Empowering Educators in the Discovery of Teaching Case Studies: Solving a Complex Search Task

CC07 • concurrent • Return to conference schedule
Wednesday, May 1, 2019 • 1:30 p.m. – 2:10 p.m.
Dillon Hall 256
Jess Dixon University of Windsor Show biographies
Jess Dixon is an Associate Professor of Sport Management and Graduate Coordinator in the Department of Kinesiology at the University of Windsor. His research and scholarly interests include strategic management, executive leadership and human resource management in sport, as well as pedagogy and mentoring. He is the editor of Case Studies in Sport Management.

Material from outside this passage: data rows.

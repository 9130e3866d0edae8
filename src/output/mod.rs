//! Output module
//!
//! Writes the fetched transactions to disk.
//!
//! # Overview
//!
//! This module provides utilities for:
//! - Naming output files `card_transactions_<YYYYMMDD_HHMMSS>.json`
//! - Writing records as a pretty-printed JSON array
//! - Finding the newest output file in a directory

mod writer;

pub use writer::{
    find_latest_transaction_file, is_transaction_file, output_file_name, write_transactions,
    FILE_PREFIX, FILE_SUFFIX, TIMESTAMP_FORMAT,
};
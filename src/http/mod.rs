//! HTTP module
//!
//! Provides the transport used by the page fetcher.
//!
//! # Features
//!
//! - **Transport trait**: one request in, one raw response out, so retry and
//!   pagination logic can run against a scripted fake
//! - **HttpClient**: reqwest implementation posting the report form with the
//!   session cookies attached
//! - **No pooling**: every attempt opens and closes its own connection

mod client;
mod types;

pub use client::{HttpClient, HttpClientConfig, HttpClientConfigBuilder};
pub use types::{preview, PageRequest, RawResponse, Transport, BODY_PREVIEW_CHARS};
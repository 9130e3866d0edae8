//! CLI arguments

use crate::config::FetchConfig;
use crate::types::parse_date;
use chrono::NaiveDate;
use clap::Parser;
use std::path::PathBuf;

/// Fetch campus card transactions
#[derive(Parser, Debug)]
#[command(name = "card-transactions")]
#[command(author, version, about, long_about = None)]
pub struct Cli {
    /// Account number to query
    #[arg(required_unless_present = "latest")]
    pub account: Option<String>,

    /// Start date in YYYY-MM-DD format (default: 60 days ago)
    #[arg(long, value_parser = parse_start_date)]
    pub start_date: Option<NaiveDate>,

    /// Delay between requests in seconds (default: 1.0)
    #[arg(long, allow_negative_numbers = true)]
    pub delay: Option<f64>,

    /// Configuration file (YAML)
    #[arg(short = 'C', long)]
    pub config: Option<PathBuf>,

    /// Directory receiving the JSON export
    #[arg(short, long)]
    pub output_dir: Option<PathBuf>,

    /// Rows per page
    #[arg(long)]
    pub page_size: Option<u32>,

    /// Attempts per page, first try included
    #[arg(long)]
    pub max_attempts: Option<u32>,

    /// Report endpoint URL
    #[arg(long)]
    pub endpoint: Option<String>,

    /// Per-request timeout in seconds
    #[arg(long)]
    pub timeout_secs: Option<u64>,

    /// ASP.NETSessionId cookie value (prompted for when absent)
    #[arg(long, env = "CARD_SESSION_ID", hide_env_values = true)]
    pub session_id: Option<String>,

    /// hallticket cookie value (prompted for when absent)
    #[arg(long, env = "CARD_HALL_TICKET", hide_env_values = true)]
    pub hall_ticket: Option<String>,

    /// Print the newest export in the output directory and exit
    #[arg(long)]
    pub latest: bool,

    /// Verbose output
    #[arg(short, long)]
    pub verbose: bool,
}

impl Cli {
    /// Overwrite config values with the flags that were given
    pub fn apply_overrides(&self, config: &mut FetchConfig) {
        if let Some(delay) = self.delay {
            config.delay_secs = delay;
        }
        if let Some(dir) = &self.output_dir {
            config.output_dir.clone_from(dir);
        }
        if let Some(page_size) = self.page_size {
            config.page_size = page_size;
        }
        if let Some(max_attempts) = self.max_attempts {
            config.max_attempts = max_attempts;
        }
        if let Some(endpoint) = &self.endpoint {
            config.endpoint.clone_from(endpoint);
        }
        if let Some(timeout) = self.timeout_secs {
            config.timeout_secs = timeout;
        }
    }
}

fn parse_start_date(value: &str) -> std::result::Result<NaiveDate, String> {
    parse_date(value).map_err(|e| e.to_string())
}

#[cfg(test)]
mod tests {
    use super::*;

    fn parse(args: &[&str]) -> Cli {
        let mut argv = vec!["card-transactions"];
        argv.extend_from_slice(args);
        Cli::try_parse_from(argv).unwrap()
    }

    #[test]
    fn test_minimal_args() {
        let cli = parse(&["122579"]);
        assert_eq!(cli.account.as_deref(), Some("122579"));
        assert!(cli.start_date.is_none());
        assert!(cli.delay.is_none());
        assert!(!cli.latest);
        assert!(!cli.verbose);
    }

    #[test]
    fn test_all_args() {
        let cli = parse(&[
            "122579",
            "--start-date",
            "2024-01-15",
            "--delay",
            "2.5",
            "--output-dir",
            "exports",
            "--page-size",
            "20",
            "--max-attempts",
            "5",
            "--endpoint",
            "http://localhost:8080/report",
            "--timeout-secs",
            "10",
            "--session-id",
            "sid",
            "--hall-ticket",
            "tkt",
            "-v",
        ]);

        assert_eq!(cli.start_date, NaiveDate::from_ymd_opt(2024, 1, 15));
        assert_eq!(cli.session_id.as_deref(), Some("sid"));
        assert_eq!(cli.hall_ticket.as_deref(), Some("tkt"));
        assert!(cli.verbose);

        let mut config = FetchConfig::default();
        cli.apply_overrides(&mut config);
        assert!((config.delay_secs - 2.5).abs() < f64::EPSILON);
        assert_eq!(config.output_dir, PathBuf::from("exports"));
        assert_eq!(config.page_size, 20);
        assert_eq!(config.max_attempts, 5);
        assert_eq!(config.endpoint, "http://localhost:8080/report");
        assert_eq!(config.timeout_secs, 10);
    }

    #[test]
    fn test_no_overrides_keep_config() {
        let cli = parse(&["122579"]);
        let mut config = FetchConfig {
            page_size: 15,
            ..Default::default()
        };
        cli.apply_overrides(&mut config);
        assert_eq!(config.page_size, 15);
        assert!((config.delay_secs - 1.0).abs() < f64::EPSILON);
    }

    #[test]
    fn test_negative_delay_reaches_validation() {
        let cli = parse(&["122579", "--delay", "-1"]);
        let mut config = FetchConfig::default();
        cli.apply_overrides(&mut config);
        assert!(config.validate().is_err());
    }

    #[test]
    fn test_invalid_start_date() {
        let result =
            Cli::try_parse_from(["card-transactions", "122579", "--start-date", "01/15/2024"]);
        assert!(result.is_err());
    }

    #[test]
    fn test_account_required_unless_latest() {
        assert!(Cli::try_parse_from(["card-transactions"]).is_err());
        let cli = parse(&["--latest"]);
        assert!(cli.latest);
        assert!(cli.account.is_none());
    }
}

Orland Hoeber* University of Regina
Dr. Orland Hoeber is a Professor in the Department of Computer Science at the University of Regina. His primary research interests are in the areas of information visualization, interactive information retrieval, visual analytics, geovisual analytics, sport analytics, social media, and mobile computing. Dr. Hoeber has an active research team working on the design, development, and study of visual and interactive software to support exploration, analysis, reasoning, and discovery in a broad range of information-centric domains.

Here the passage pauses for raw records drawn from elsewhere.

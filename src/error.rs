//! Error types for card-transactions
//!
//! This module defines the error hierarchy for the whole crate.
//! All public APIs return `Result<T, Error>` where Error is defined here.
//!
//! Errors fall into four groups that drive the retry decisions of the
//! page fetcher:
//!
//! - transport failures (connection, timeout, non-2xx status): retryable
//! - malformed responses (2xx with a body that is not JSON): retryable
//! - schema mismatches (JSON without `total` / `rows`): never retried
//! - configuration and local I/O problems: never retried

use thiserror::Error;

/// The main error type for card-transactions
#[derive(Error, Debug)]
pub enum Error {
    // ============================================================================
    // Configuration Errors
    // ============================================================================
    #[error("Configuration error: {message}")]
    Config { message: String },

    #[error("Invalid config value for '{field}': {message}")]
    InvalidConfigValue { field: String, message: String },

    #[error("Failed to parse YAML: {0}")]
    YamlParse(#[from] serde_yaml::Error),

    #[error("Failed to parse JSON: {0}")]
    JsonParse(#[from] serde_json::Error),

    #[error("Invalid URL: {0}")]
    InvalidUrl(#[from] url::ParseError),

    // ============================================================================
    // Transport Errors
    // ============================================================================
    #[error("HTTP request failed: {0}")]
    Http(#[from] reqwest::Error),

    #[error("HTTP {status}: {body}")]
    HttpStatus { status: u16, body: String },

    #[error("Request timeout after {timeout_ms}ms")]
    Timeout { timeout_ms: u64 },

    // ============================================================================
    // Response Errors
    // ============================================================================
    #[error("Malformed response (HTTP {status}): {message}")]
    MalformedResponse {
        status: u16,
        message: String,
        body_preview: String,
    },

    #[error("Page {page} is missing the '{field}' field")]
    Schema { page: u32, field: String },

    #[error("Page {page} failed after {attempts} attempts: {source}")]
    PageExhausted {
        page: u32,
        attempts: u32,
        #[source]
        source: Box<Error>,
    },

    // ============================================================================
    // I/O Errors
    // ============================================================================
    #[error("IO error: {0}")]
    Io(#[from] std::io::Error),

    #[error("Output error: {message}")]
    Output { message: String },

    // ============================================================================
    // Generic Errors
    // ============================================================================
    #[error("{0}")]
    Other(String),
}

impl Error {
    /// Create a config error
    pub fn config(message: impl Into<String>) -> Self {
        Self::Config {
            message: message.into(),
        }
    }

    /// Create an invalid config value error
    pub fn invalid_value(field: impl Into<String>, message: impl Into<String>) -> Self {
        Self::InvalidConfigValue {
            field: field.into(),
            message: message.into(),
        }
    }

    /// Create an HTTP status error
    pub fn http_status(status: u16, body: impl Into<String>) -> Self {
        Self::HttpStatus {
            status,
            body: body.into(),
        }
    }

    /// Create a malformed response error
    pub fn malformed(
        status: u16,
        message: impl Into<String>,
        body_preview: impl Into<String>,
    ) -> Self {
        Self::MalformedResponse {
            status,
            message: message.into(),
            body_preview: body_preview.into(),
        }
    }

    /// Create a schema error for a missing field
    pub fn schema(page: u32, field: impl Into<String>) -> Self {
        Self::Schema {
            page,
            field: field.into(),
        }
    }

    /// Create an output error
    pub fn output(message: impl Into<String>) -> Self {
        Self::Output {
            message: message.into(),
        }
    }

    /// Check if this error is retryable
    ///
    /// Any non-2xx status counts: the report endpoint answers expired
    /// sessions and outages with the same generic failures.
    pub fn is_retryable(&self) -> bool {
        match self {
            Error::Http(e) => !e.is_builder(),
            Error::HttpStatus { .. } | Error::Timeout { .. } | Error::MalformedResponse { .. } => {
                true
            }
            _ => false,
        }
    }

    /// HTTP status attached to this error, if any
    pub fn status(&self) -> Option<u16> {
        match self {
            Error::HttpStatus { status, .. } | Error::MalformedResponse { status, .. } => {
                Some(*status)
            }
            Error::Http(e) => e.status().map(|s| s.as_u16()),
            Error::PageExhausted { source, .. } => source.status(),
            _ => None,
        }
    }
}

/// Result type alias for card-transactions
pub type Result<T> = std::result::Result<T, Error>;

/// Extension trait for adding context to errors
pub trait ResultExt<T> {
    /// Add context to an error
    fn context(self, message: impl Into<String>) -> Result<T>;
}

impl<T, E: Into<Error>> ResultExt<T> for std::result::Result<T, E> {
    fn context(self, message: impl Into<String>) -> Result<T> {
        self.map_err(|e| {
            let inner = e.into();
            Error::Other(format!("{}: {}", message.into(), inner))
        })
    }
}
//! Configuration for a fetch run
//!
//! Every field has a default, so an empty YAML document (or no file at
//! all) is a valid configuration. Command-line flags override file values.

use crate::error::{Error, Result};
use crate::http::HttpClientConfig;
use crate::types::DEFAULT_PAGE_SIZE;
use serde::{Deserialize, Serialize};
use std::collections::BTreeMap;
use std::path::{Path, PathBuf};
use std::time::Duration;

/// Report endpoint of the card portal
pub const DEFAULT_ENDPOINT: &str = "https://card.pku.edu.cn/Report/GetPersonTrjn";

// ============================================================================
// Fetch Config
// ============================================================================

/// Settings for one run
#[derive(Debug, Clone, PartialEq, Serialize, Deserialize)]
#[serde(default)]
pub struct FetchConfig {
    /// Report endpoint receiving the form POST
    pub endpoint: String,

    /// Rows requested per page
    pub page_size: u32,

    /// Attempts per page, first try included
    pub max_attempts: u32,

    /// Base delay in seconds: pacing before pages > 1 and backoff unit
    pub delay_secs: f64,

    /// Per-request timeout in seconds
    pub timeout_secs: u64,

    /// Days before today used when no start date is given
    pub lookback_days: i64,

    /// Directory receiving `card_transactions_*.json`
    pub output_dir: PathBuf,

    /// Cookie names carrying the credentials
    pub cookies: CookieNames,

    /// User-Agent sent with every request (client default when unset)
    pub user_agent: Option<String>,

    /// Extra headers sent with every request
    pub headers: BTreeMap<String, String>,
}

impl Default for FetchConfig {
    fn default() -> Self {
        Self {
            endpoint: DEFAULT_ENDPOINT.to_string(),
            page_size: DEFAULT_PAGE_SIZE,
            max_attempts: 3,
            delay_secs: 1.0,
            timeout_secs: 30,
            lookback_days: 60,
            output_dir: PathBuf::from("."),
            cookies: CookieNames::default(),
            user_agent: None,
            headers: BTreeMap::new(),
        }
    }
}

/// Cookie names of the session credentials
#[derive(Debug, Clone, PartialEq, Eq, Serialize, Deserialize)]
#[serde(default)]
pub struct CookieNames {
    pub session: String,
    pub ticket: String,
}

impl Default for CookieNames {
    fn default() -> Self {
        Self {
            session: "ASP.NETSessionId".to_string(),
            ticket: "hallticket".to_string(),
        }
    }
}

impl FetchConfig {
    /// Load a config file (YAML)
    pub fn load(path: impl AsRef<Path>) -> Result<Self> {
        let path = path.as_ref();
        let content = std::fs::read_to_string(path).map_err(|e| {
            Error::config(format!("Failed to read config '{}': {e}", path.display()))
        })?;
        Self::from_yaml_str(&content)
    }

    /// Parse a YAML document; blank input yields the defaults
    pub fn from_yaml_str(yaml: &str) -> Result<Self> {
        if yaml.trim().is_empty() {
            return Ok(Self::default());
        }
        let config: Self = serde_yaml::from_str(yaml)?;
        config.validate()?;
        Ok(config)
    }

    /// Check value ranges
    pub fn validate(&self) -> Result<()> {
        if self.page_size == 0 {
            return Err(Error::invalid_value("page_size", "must be positive"));
        }
        if self.max_attempts == 0 {
            return Err(Error::invalid_value("max_attempts", "must be at least 1"));
        }
        if self.lookback_days < 0 {
            return Err(Error::invalid_value("lookback_days", "must not be negative"));
        }
        url::Url::parse(&self.endpoint)?;
        self.delay()?;
        Ok(())
    }

    /// Base delay as a duration; negative or non-finite values are rejected
    pub fn delay(&self) -> Result<Duration> {
        Duration::try_from_secs_f64(self.delay_secs).map_err(|_| {
            Error::invalid_value(
                "delay",
                format!("{} is not a non-negative number of seconds", self.delay_secs),
            )
        })
    }

    /// HTTP client settings derived from this config
    pub fn http_client_config(&self) -> HttpClientConfig {
        let mut builder = HttpClientConfig::builder()
            .endpoint(&self.endpoint)
            .timeout(Duration::from_secs(self.timeout_secs))
            .cookie_names(&self.cookies.session, &self.cookies.ticket);
        if let Some(agent) = &self.user_agent {
            builder = builder.user_agent(agent);
        }
        for (name, value) in &self.headers {
            builder = builder.header(name, value);
        }
        builder.build()
    }
}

*Marked authors are not presenting at the conference.

The origins of the case method in higher education can be traced back to Joseph Octave Maufette at Quebec’s Collège St-Joseph in 1880 (Mauffette-Leenders et al., 2005). Historically, the largest barriers to adopting the case method in disciplines outside of medicine and law have been a perceived dearth of published case studies and difficulties locating them (Corey, 1998). Defined as “…a description of an actual situation, commonly involving a decision, a challenge, an opportunity, a problem, or an issue faced by a person (or persons) in an organization” (Mauffette-Leenders et al., 2005, p. 2), teaching case studies are published in a variety of outlets, including textbooks, journals, and specialized collections. Particularly for those new to the case method, searching for case studies can be a daunting challenge. Without knowing what terms to use, where to look, or how to distinguish cases of disparate quality, this complex search task (White et al., 2006) can discourage instructors from adopting the case method. Using sport management as an example, the purpose of this presentation will be to introduce a tool for empowering educators to discover teaching case studies that may be appropriate to their needs and support desired learning outcomes.